Yeah that sums up my feeling precisely.


----------



## purenarcotic (Feb 23, 2012)

Am off to see 'Oliver!' the musical and 'Wasted' (Kate Tempest's debut play) in March. Am looking forward to both very much, have not been to the theatre in far too long.


----------



## Yuwipi Woman (Feb 23, 2012)

Saw the road show of Mamma Mia a couple weeks ago.  Loved the boys chorus dancing is speedos and swim fins.  

I'll probably see Little Shop of Horrors on stage at the University this weekend. 

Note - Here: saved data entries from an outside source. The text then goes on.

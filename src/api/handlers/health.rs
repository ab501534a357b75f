//! Handler for health check endpoint.

use axum::Json;

use crate::api::dto::health::HealthResponse;

/// Returns service liveness.
///
/// # Endpoint
///
/// `GET /health`
///
/// There are no backing services to probe, so the answer is always
/// `200 OK` while the process is serving requests.
///
/// # Response
///
/// ```json
/// {
///   "status": "healthy",
///   "version": "0.1.0"
/// }
/// ```
pub async fn health_handler() -> Json<HealthResponse> {
    Json(HealthResponse {
        status: "healthy".to_string(),
        version: env!("CARGO_PKG_VERSION").to_string(),
    })
}
//! Credentials entity and its validation schema.

use regex::Regex;
use serde::{Deserialize, Serialize};
use std::fmt;
use std::sync::LazyLock;
use validator::Validate;

/// Email shape accepted by the form: one `@`, no whitespace, and a dot in
/// the domain part. The sign-in page embeds this same pattern.
pub const EMAIL_PATTERN: &str = r"^[^\s@]+@[^\s@]+\.[^\s@]+$";

static EMAIL_REGEX: LazyLock<Regex> = LazyLock::new(|| Regex::new(EMAIL_PATTERN).unwrap());

/// A sign-in attempt as typed by the user and sent to the server.
///
/// The `validator` attributes are the single schema shared by the form
/// controller and the credential check handler.
#[derive(Clone, Default, PartialEq, Eq, Serialize, Deserialize, Validate)]
pub struct Credentials {
    #[validate(regex(path = "*EMAIL_REGEX", message = "Please enter a valid email address"))]
    pub email: String,

    #[validate(length(min = 6, message = "Password must be at least 6 characters"))]
    pub password: String,

    /// "Remember me" checkbox. Optional on the wire.
    #[serde(default, skip_serializing_if = "Option::is_none")]
    pub remember: Option<bool>,
}

impl Credentials {
    pub fn new(email: impl Into<String>, password: impl Into<String>) -> Self {
        Self {
            email: email.into(),
            password: password.into(),
            remember: None,
        }
    }

    pub fn with_remember(mut self, remember: bool) -> Self {
        self.remember = Some(remember);
        self
    }
}

// Passwords must not end up in logs.
impl fmt::Debug for Credentials {
    fn fmt(&self, f: &mut fmt::Formatter<'_>) -> fmt::Result {
        f.debug_struct("Credentials")
            .field("email", &self.email)
            .field("password", &"***")
            .field("remember", &self.remember)
            .finish()
    }
}

/// Names of the fields a [`Credentials`] value is made of.
///
/// The declaration order is the order errors are reported in.
#[derive(Debug, Clone, Copy, PartialEq, Eq, PartialOrd, Ord, Hash)]
pub enum CredentialField {
    Email,
    Password,
    Remember,
}

impl CredentialField {
    pub const ALL: [CredentialField; 3] = [Self::Email, Self::Password, Self::Remember];

    /// JSON / form name of the field.
    pub fn as_str(&self) -> &'static str {
        match self {
            Self::Email => "email",
            Self::Password => "password",
            Self::Remember => "remember",
        }
    }

    pub fn from_name(name: &str) -> Option<Self> {
        Self::ALL.into_iter().find(|field| field.as_str() == name)
    }
}

impl fmt::Display for CredentialField {
    fn fmt(&self, f: &mut fmt::Formatter<'_>) -> fmt::Result {
        f.write_str(self.as_str())
    }
}

#[cfg(test)]
mod tests {
    use super::*;

    #[test]
    fn test_valid_credentials_pass() {
        let creds = Credentials::new("demo@blogify.test", "password123");
        assert!(creds.validate().is_ok());
    }

    #[test]
    fn test_invalid_email_fails() {
        let creds = Credentials::new("not-an-email", "password123");
        let errors = creds.validate().unwrap_err();
        assert!(errors.field_errors().contains_key("email"));
        assert!(!errors.field_errors().contains_key("password"));
    }

    #[test]
    fn test_email_needs_dotted_domain() {
        assert!(Credentials::new("demo@localhost", "password123").validate().is_err());
        assert!(Credentials::new("a@b", "password123").validate().is_err());
        assert!(Credentials::new("a@b.c", "password123").validate().is_ok());
        assert!(Credentials::new("a b@c.de", "password123").validate().is_err());
        assert!(Credentials::new("a@@b.de", "password123").validate().is_err());
    }

    #[test]
    fn test_password_length_boundary() {
        assert!(Credentials::new("a@b.co", "12345").validate().is_err());
        assert!(Credentials::new("a@b.co", "123456").validate().is_ok());
    }

    #[test]
    fn test_remember_is_optional_on_the_wire() {
        let creds: Credentials =
            serde_json::from_str(r#"{"email":"a@b.co","password":"secret1"}"#).unwrap();
        assert_eq!(creds.remember, None);

        let json = serde_json::to_value(creds.with_remember(true)).unwrap();
        assert_eq!(json["remember"], true);
    }

    #[test]
    fn test_remember_must_be_boolean() {
        let parsed = serde_json::from_str::<Credentials>(
            r#"{"email":"a@b.co","password":"secret1","remember":"yes"}"#,
        );
        assert!(parsed.is_err());
    }

    #[test]
    fn test_debug_hides_password() {
        let rendered = format!("{:?}", Credentials::new("a@b.co", "hunter22"));
        assert!(!rendered.contains("hunter22"));
    }

    #[test]
    fn test_field_names_round_trip() {
        for field in CredentialField::ALL {
            assert_eq!(CredentialField::from_name(field.as_str()), Some(field));
        }
        assert_eq!(CredentialField::from_name("username"), None);
    }
}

I wanted to make it to a Steampunk version of The Fantastics, but I just didn't get there.  Its a shame too, because the box office wasn't sold out and let tickets go right for half price.


----------



## belboid (Feb 23, 2012)

Well, Way of the World was very enjoyable.  Just have to go with it and accept that no one will really follow the plot.  A slightly odd pretence at setting it in something like modern day, but I think everyone just ignored that after the initial 'wtf?'


----------



## clicker (Feb 24, 2012)

Went to see Romeo and Juliet at the small back studio theatre attached to Broadway theatre in Lewisham/Catford.....very intimate, love going to watch anything there, very impressed with production, took two 12 year olds who understood it all, and it was true to the play, and they haven't done shakespeare at school yet....but the acting made the language accesible....and romeo was a bit of a lush apparently, black tight jeans and leather jacket.....the Montagues and capulets led by two sharp suited dads....the cast in the foyer to say goodbye as the audience left the theatre....very good night had by all.


----------



## Shirl (Feb 24, 2012)

I went to our local small theatre last night to see Round and Round the Garden. I have a season ticket and go 5 times a year regardless of what's on.


----------



## belboid (Feb 28, 2012)

It seems my ticket for Democracy might be going spare if anyone wants it....


----------



## stethoscope (Mar 11, 2012)

With being ill not seen anything so far this year, but there's a new production of Sweeney Todd at the Adelphi just opened with Michael Ball and Imelda Staunton, so going to get to that in the next few weeks hopefully


----------



## Reno (Mar 12, 2012)

I went to see Master Class with Tyne Daly as Maria Callas last Wednesday, because a friend had a spare ticket. She was great, the play itself wasn't. Weird audience, quite a few people chatting and a woman in front of me checking her iphone, which was distracting. I've had to tell the weirdo couple (he wore fur coat) next to me to stop talking. Jeffrey Archer was in the audience.


----------



## redsquirrel (Mar 12, 2012)

Reno said:


> quite a few people chatting and a woman in front of me checking her iphone, which was distracting. I've had to tell the weirdo couple (he wore fur coat) next to me to stop talking.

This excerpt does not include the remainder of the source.